O rei morreu, e o governo decretou: no dia seguinte ao do enterro, às dez horas da manhã, toda a população deveria guardar um minuto de silêncio. Assim foi feito, e à hora aprazada um pesado silêncio caiu sobre todo o país.

As pessoas que estavam na rua viam outras pessoas, absolutamente imóveis, em silêncio. Supostamente deveriam estar pensando no monarca falecido, e, de fato, muitos pensavam nele; na verdade quase todos, a exceção sendo representada por um professor de matemática que tão logo ficou em silêncio, pôs-se a fazer cálculos e descobriu que a soma dos minutos de silêncio de vinte e seis milhões e oitocentos mil cidadãos equivalia a cinquenta anos, exatamente a idade que tinha o rei ao falecer.

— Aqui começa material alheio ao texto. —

//! HTTP request bodies
//!
//! Every field defaults so that missing values reach validation instead of
//! failing JSON extraction.

use crate::models::record::Filters;
use serde::Deserialize;

/// Record type that fans out to every category
pub const ALL_TYPES: &str = "all";

/// `POST /api/search`
#[derive(Debug, Clone, Deserialize)]
pub struct SearchRequest {
    #[serde(default)]
    pub query: String,
    #[serde(default)]
    pub record_types: Option<Vec<String>>,
    #[serde(default)]
    pub filters: Filters,
}

impl SearchRequest {
    /// True when the request targets every category
    pub fn searches_all(&self) -> bool {
        match &self.record_types {
            None => true,
            Some(types) => types.iter().any(|t| t.eq_ignore_ascii_case(ALL_TYPES)),
        }
    }
}

/// `POST /api/search/{record_type}` and text-query convenience routes
#[derive(Debug, Clone, Deserialize)]
pub struct QueryRequest {
    #[serde(default)]
    pub query: String,
    #[serde(default)]
    pub filters: Filters,
}

/// `POST /api/court/party`
#[derive(Debug, Clone, Deserialize)]
pub struct PartyRequest {
    #[serde(default)]
    pub party_name: String,
    #[serde(default)]
    pub filters: Filters,
}

/// `POST /api/court/legislation`
#[derive(Debug, Clone, Deserialize)]
pub struct LegislationRequest {
    #[serde(default)]
    pub query: String,
    #[serde(default)]
    pub state: Option<String>,
    #[serde(default)]
    pub filters: Filters,
}

/// `POST /api/property/address`
#[derive(Debug, Clone, Deserialize)]
pub struct AddressRequest {
    #[serde(default)]
    pub address: String,
    #[serde(default)]
    pub city: String,
    #[serde(default)]
    pub state: String,
}

/// Address plus free-form extra parameters (valuation, analytics)
#[derive(Debug, Clone, Deserialize)]
pub struct AddressLookupRequest {
    #[serde(default)]
    pub address: String,
    #[serde(flatten)]
    pub extra: Filters,
}

/// `POST /api/property/report`
#[derive(Debug, Clone, Deserialize)]
pub struct ReportRequest {
    #[serde(default)]
    pub address: String,
    #[serde(default)]
    pub report_type: Option<String>,
}

/// `POST /api/government/census`
#[derive(Debug, Clone, Deserialize)]
pub struct CensusRequest {
    #[serde(default)]
    pub geography: String,
    #[serde(default)]
    pub variables: Vec<String>,
    #[serde(default)]
    pub filters: Filters,
}

/// `POST /api/background/checkr`
#[derive(Debug, Clone, Deserialize)]
pub struct ScreeningRequest {
    #[serde(default)]
    pub candidate_email: String,
    #[serde(default)]
    pub package: Option<String>,
    #[serde(flatten)]
    pub candidate: Filters,
}

/// `POST /api/background/criminal`
#[derive(Debug, Clone, Deserialize)]
pub struct CriminalSearchRequest {
    #[serde(default)]
    pub name: String,
    #[serde(default)]
    pub dob: Option<String>,
    #[serde(default)]
    pub location: Option<String>,
}

/// `POST /api/vehicle/dmv`
#[derive(Debug, Clone, Deserialize)]
pub struct DmvRequest {
    #[serde(default)]
    pub first_name: String,
    #[serde(default)]
    pub last_name: String,
    #[serde(default)]
    pub license_number: String,
    #[serde(default)]
    pub state: String,
}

Uma vida se perdeu, pensou o professor, outra vida se está perdendo agora, no silêncio. E logo depois: não está se perdendo, não inteiramente, pois algo descobri - o que será?

Nesse momento, na maternidade, sua mulher dava a luz a uma criança que, portadora de múltiplas lesões congênitas, não resistiu: viveu apenas um minuto. O tempo suficiente para que a mãe a batizasse com o nome do saudoso rei.

 

NO MUNDO DAS LETRAS

 

Vem à livraria nas horas de maior movimento, mas isso, já se sabe, é de propósito: facilita-lhe o trabalho.

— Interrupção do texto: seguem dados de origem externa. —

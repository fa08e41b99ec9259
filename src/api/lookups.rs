//! Category-specific convenience endpoints
//!
//! Each route maps onto one category client operation and wraps the record
//! as `{success, result}`.

use crate::api::endpoints::{AppState, JsonBody};
use crate::core::client::{RecordClient, RecordError};
use crate::core::clients::background::DEFAULT_PACKAGE;
use crate::core::clients::property::DEFAULT_REPORT_TYPE;
use crate::models::record::{Filters, Record};
use crate::models::requests::{
    AddressLookupRequest, AddressRequest, CensusRequest, CriminalSearchRequest, DmvRequest,
    LegislationRequest, PartyRequest, QueryRequest, ReportRequest, ScreeningRequest,
};
use axum::{
    Json, Router,
    extract::{Path, Query, State},
    routing::{get, post},
};
use serde_json::{Value, json};
use tracing::debug;

type LookupResult = Result<Json<Value>, RecordError>;

pub fn routes() -> Router<AppState> {
    Router::new()
        .route("/api/court/case/{case_id}", get(court_case))
        .route("/api/court/documents/{case_id}", get(court_documents))
        .route("/api/court/party", post(court_party))
        .route("/api/court/courtlistener", post(court_courtlistener))
        .route("/api/court/legislation", post(court_legislation))
        .route("/api/property/address", post(property_by_address))
        .route("/api/property/valuation", post(property_valuation))
        .route("/api/property/report", post(property_report))
        .route("/api/property/analytics", post(property_analytics))
        .route("/api/property/ownership/{property_id}", get(property_ownership))
        .route("/api/property/taxes/{property_id}", get(property_taxes))
        .route("/api/business/enrich/{domain}", get(business_enrich))
        .route("/api/business/ein/{ein}", get(business_by_ein))
        .route("/api/business/filings/{business_id}", get(business_filings))
        .route("/api/business/licenses/{business_id}", get(business_licenses))
        .route("/api/government/categories", get(government_categories))
        .route("/api/government/data/{dataset_id}", get(government_dataset))
        .route("/api/government/agency/{agency}", get(government_agency))
        .route("/api/government/census", post(government_census))
        .route("/api/background/checkr", post(background_checkr))
        .route("/api/background/criminal", post(background_criminal))
        .route("/api/background/monitoring/{candidate_id}", get(background_monitoring))
        .route("/api/vehicle/decode/{vin}", get(vehicle_decode))
        .route("/api/vehicle/history/{vin}", get(vehicle_history))
        .route("/api/vehicle/dmv", post(vehicle_dmv))
        .route("/api/vehicle/nmvtis/{vin}", get(vehicle_nmvtis))
}

fn found(record: Record) -> LookupResult {
    Ok(Json(json!({ "success": true, "result": record })))
}

/// Reject blank required fields before any client runs
fn require(field: &str, value: &str) -> Result<(), RecordError> {
    if value.trim().is_empty() {
        return Err(RecordError::MalformedRequest(format!(
            "{} parameter is required",
            field
        )));
    }
    Ok(())
}

// Court

async fn court_case(State(state): State<AppState>, Path(case_id): Path<String>) -> LookupResult {
    found(state.aggregator.court().get_record(&case_id).await?)
}

async fn court_documents(
    State(state): State<AppState>,
    Path(case_id): Path<String>,
) -> LookupResult {
    found(state.aggregator.court().get_case_documents(&case_id))
}

async fn court_party(
    State(state): State<AppState>,
    JsonBody(request): JsonBody<PartyRequest>,
) -> LookupResult {
    require("party_name", &request.party_name)?;
    found(
        state
            .aggregator
            .court()
            .search_by_party(&request.party_name, &request.filters),
    )
}

async fn court_courtlistener(
    State(state): State<AppState>,
    JsonBody(request): JsonBody<QueryRequest>,
) -> LookupResult {
    require("query", &request.query)?;
    found(
        state
            .aggregator
            .court()
            .search_courtlistener(&request.query, &request.filters),
    )
}

async fn court_legislation(
    State(state): State<AppState>,
    JsonBody(request): JsonBody<LegislationRequest>,
) -> LookupResult {
    require("query", &request.query)?;
    found(state.aggregator.court().search_legislation(
        &request.query,
        request.state.as_deref(),
        &request.filters,
    ))
}

// Property

async fn property_by_address(
    State(state): State<AppState>,
    JsonBody(request): JsonBody<AddressRequest>,
) -> LookupResult {
    require("address", &request.address)?;
    found(
        state
            .aggregator
            .property()
            .get_by_address(&request.address, &request.city, &request.state),
    )
}

async fn property_valuation(
    State(state): State<AppState>,
    JsonBody(request): JsonBody<AddressLookupRequest>,
) -> LookupResult {
    require("address", &request.address)?;
    found(
        state
            .aggregator
            .property()
            .get_rentcast_valuation(&request.address, &request.extra),
    )
}

async fn property_report(
    State(state): State<AppState>,
    JsonBody(request): JsonBody<ReportRequest>,
) -> LookupResult {
    require("address", &request.address)?;
    let report_type = request.report_type.as_deref().unwrap_or(DEFAULT_REPORT_TYPE);
    found(
        state
            .aggregator
            .property()
            .get_first_american_report(&request.address, report_type),
    )
}

async fn property_analytics(
    State(state): State<AppState>,
    JsonBody(request): JsonBody<AddressLookupRequest>,
) -> LookupResult {
    require("address", &request.address)?;
    found(
        state
            .aggregator
            .property()
            .get_housecanary_analytics(&request.address, &request.extra),
    )
}

async fn property_ownership(
    State(state): State<AppState>,
    Path(property_id): Path<String>,
) -> LookupResult {
    found(state.aggregator.property().get_ownership_history(&property_id))
}

async fn property_taxes(
    State(state): State<AppState>,
    Path(property_id): Path<String>,
) -> LookupResult {
    found(state.aggregator.property().get_tax_history(&property_id))
}

// Business

async fn business_enrich(State(state): State<AppState>, Path(domain): Path<String>) -> LookupResult {
    found(state.aggregator.business().enrich_company(&domain))
}

async fn business_by_ein(State(state): State<AppState>, Path(ein): Path<String>) -> LookupResult {
    found(state.aggregator.business().get_by_ein(&ein))
}

async fn business_filings(
    State(state): State<AppState>,
    Path(business_id): Path<String>,
) -> LookupResult {
    found(state.aggregator.business().get_filings(&business_id))
}

async fn business_licenses(
    State(state): State<AppState>,
    Path(business_id): Path<String>,
) -> LookupResult {
    found(state.aggregator.business().get_licenses(&business_id))
}

// Government

async fn government_categories(State(state): State<AppState>) -> LookupResult {
    Ok(Json(json!({
        "success": true,
        "categories": state.aggregator.government().data_categories(),
    })))
}

async fn government_dataset(
    State(state): State<AppState>,
    Path(dataset_id): Path<String>,
    Query(params): Query<Vec<(String, String)>>,
) -> LookupResult {
    let filters: Filters = params
        .into_iter()
        .map(|(key, value)| (key, Value::String(value)))
        .collect();
    debug!("Dataset {} requested with {} filters", dataset_id, filters.len());
    found(
        state
            .aggregator
            .government()
            .get_dataset_data(&dataset_id, &filters),
    )
}

async fn government_agency(
    State(state): State<AppState>,
    Path(agency): Path<String>,
) -> LookupResult {
    found(state.aggregator.government().search_by_agency(&agency))
}

async fn government_census(
    State(state): State<AppState>,
    JsonBody(request): JsonBody<CensusRequest>,
) -> LookupResult {
    require("geography", &request.geography)?;
    found(state.aggregator.government().get_census_data(
        &request.geography,
        &request.variables,
        &request.filters,
    ))
}

// Background

async fn background_checkr(
    State(state): State<AppState>,
    JsonBody(request): JsonBody<ScreeningRequest>,
) -> LookupResult {
    require("candidate_email", &request.candidate_email)?;
    let package = request.package.as_deref().unwrap_or(DEFAULT_PACKAGE);
    found(state.aggregator.background().create_checkr_screening(
        &request.candidate_email,
        package,
        &request.candidate,
    ))
}

async fn background_criminal(
    State(state): State<AppState>,
    JsonBody(request): JsonBody<CriminalSearchRequest>,
) -> LookupResult {
    require("name", &request.name)?;
    found(state.aggregator.background().search_criminal_records(
        &request.name,
        request.dob.as_deref(),
        request.location.as_deref(),
    ))
}

async fn background_monitoring(
    State(state): State<AppState>,
    Path(candidate_id): Path<String>,
) -> LookupResult {
    found(
        state
            .aggregator
            .background()
            .get_continuous_monitoring(&candidate_id),
    )
}

// Vehicle

async fn vehicle_decode(State(state): State<AppState>, Path(vin): Path<String>) -> LookupResult {
    found(state.aggregator.vehicle().decode_vin(&vin))
}

async fn vehicle_history(State(state): State<AppState>, Path(vin): Path<String>) -> LookupResult {
    found(state.aggregator.vehicle().get_vehicle_history(&vin))
}

async fn vehicle_dmv(State(state): State<AppState>, JsonBody(request): JsonBody<DmvRequest>) -> LookupResult {
    require("license_number", &request.license_number)?;
    require("state", &request.state)?;
    found(state.aggregator.vehicle().verify_dmv_record(
        &request.first_name,
        &request.last_name,
        &request.license_number,
        &request.state,
    ))
}

async fn vehicle_nmvtis(State(state): State<AppState>, Path(vin): Path<String>) -> LookupResult {
    found(state.aggregator.vehicle().check_nmvtis(&vin))
}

Rouba livros. Faz isso há muitos anos, desde a infância, praticamente. Começou roubando um texto escolar que precisava para o colégio: foi tão fácil que gostou; e passou a roubar romances de aventura, livros de ficção científica, textos sobre arte, política, ciência, economia. Aperfeiçoou tanto a técnica que chegava a furtar quatro, cinco livros de uma vez. Roubou livros em todas as cidades por onde passou. Em Londres, uma vez, quase o pegaram; um incidente que recorda com divertida emoção.

No início, lia os livros que roubava. Depois, a leitura deixou de lhe interessar. A coisa era roubar por roubar, por amor à arte; dava os livros de presente ou simplesmente os jogava fora. Mas cada vez tinha menos tempo para ir às livrarias; os negócios o absorviam demais. Além disso, não podia, como empresário, correr o risco de um flagrante. Um problema - que ele resolveu como resolve todos os problemas, com argúcia, com arrojo, com imaginação.

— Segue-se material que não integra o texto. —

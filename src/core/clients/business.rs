//! Business registration client (Secretary of State style records)

use super::{mock_detail, mock_search, payload};
use crate::core::category::Category;
use crate::core::client::{RecordClient, RecordError};
use crate::core::config::RequestConfig;
use crate::core::constants::{base_url, message};
use crate::core::credentials::CredentialSet;
use crate::core::http::{HttpSession, UpstreamError};
use crate::models::record::{Record, SearchQuery};
use async_trait::async_trait;
use serde_json::json;

const CATEGORY: Category = Category::Business;

pub struct BusinessRegistrationClient {
    session: HttpSession,
}

impl BusinessRegistrationClient {
    pub fn new(credentials: &CredentialSet, config: &RequestConfig) -> Result<Self, UpstreamError> {
        Ok(Self {
            session: HttpSession::new(
                base_url::BUSINESS_DATA,
                credentials.business_api_key.clone(),
                config,
            )?,
        })
    }

    /// Lookup by Employer Identification Number
    pub fn get_by_ein(&self, ein: &str) -> Record {
        payload(
            CATEGORY,
            json!({
                "ein": ein,
                "details": {},
                "message": message::MOCK,
            }),
        )
    }

    /// Annual reports, amendments and other filings
    pub fn get_filings(&self, business_id: &str) -> Record {
        payload(
            CATEGORY,
            json!({
                "business_id": business_id,
                "filings": [],
                "message": message::MOCK,
            }),
        )
    }

    pub fn get_licenses(&self, business_id: &str) -> Record {
        payload(
            CATEGORY,
            json!({
                "business_id": business_id,
                "licenses": [],
                "message": message::MOCK,
            }),
        )
    }

    /// Company profile derived from a web domain
    pub fn enrich_company(&self, domain: &str) -> Record {
        payload(
            CATEGORY,
            json!({
                "domain": domain.trim().to_lowercase(),
                "company": {},
                "data_available": [
                    "legal_name",
                    "industry",
                    "employee_count",
                    "headquarters",
                    "founded_year",
                    "registrations",
                ],
                "message": message::MOCK,
            }),
        )
    }
}

#[async_trait]
impl RecordClient for BusinessRegistrationClient {
    fn category(&self) -> Category {
        CATEGORY
    }

    async fn search(&self, query: &SearchQuery) -> Result<Record, RecordError> {
        Ok(mock_search(CATEGORY, query.text(), query.filters()))
    }

    async fn get_record(&self, business_id: &str) -> Result<Record, RecordError> {
        Ok(mock_detail(CATEGORY, "business_id", business_id))
    }

    fn session(&self) -> &HttpSession {
        &self.session
    }
}

#[cfg(test)]
mod tests {
    use super::*;
    use crate::models::record::Filters;

    fn client() -> BusinessRegistrationClient {
        BusinessRegistrationClient::new(&CredentialSet::default(), &RequestConfig::default())
            .unwrap()
    }

    #[tokio::test]
    async fn test_search_and_get_record() {
        let client = client();
        let query = SearchQuery::new("Acme LLC", Filters::new()).unwrap();
        let found = client.search(&query).await.unwrap();
        assert_eq!(found["api_type"], json!("business_registration"));
        assert_eq!(found["results"], json!([]));

        let record = client.get_record("C1234567").await.unwrap();
        assert_eq!(record["business_id"], json!("C1234567"));
    }

    #[test]
    fn test_lookups() {
        let client = client();
        assert_eq!(client.get_by_ein("12-3456789")["ein"], json!("12-3456789"));
        assert_eq!(client.get_filings("b1")["filings"], json!([]));
        assert_eq!(client.get_licenses("b1")["licenses"], json!([]));
    }

    #[test]
    fn test_enrich_normalizes_domain() {
        let record = client().enrich_company(" Example.COM ");
        assert_eq!(record["domain"], json!("example.com"));
    }
}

Zás! Acabou de surrupiar um. Nada de espetacular nessa operação: simplesmente pegou um pequeno livro e o enfiou no bolso. Olha para os lados; aparentemente ninguém notou nada. Cumprimenta-me e se vai.

Um minuto depois retorna. Como é que me saí, pergunta, não sem ansiedade. Perfeito, respondo, e ele sorri, agradecido. O que me deixa satisfeito; elogiá-lo é não apenas um ato de compaixão, é também uma medida de prudência. Afinal, ele é o dono da livraria.

 

QUEM É O ESCRITOR

 

Moacyr Scliar nasceu em Porto Alegre, em 37. Médico sanitarista, estreou na literatura com o livro "Histórias de Médico em Formação", em 62. Em 72 publicou sua primeira novela, 'A Guerra do Bom Fim", a convite da editora.

Ex-diretor do Departamento de Saúde Pública da Secretaria da Saúde e do Meio Ambiente do Rio Grande do Sul, Scliar escreve nas horas vagas. Sua obra é vasta e também inclui estudos sobre a condição judaica, um de seus temas favoritos. Tendo feito de judeus os personagens centrais de alguns de seus livros, escreveu "A Condição Judaica - das Tábuas da Lei à Mesa da Cozinha", publicado em 85.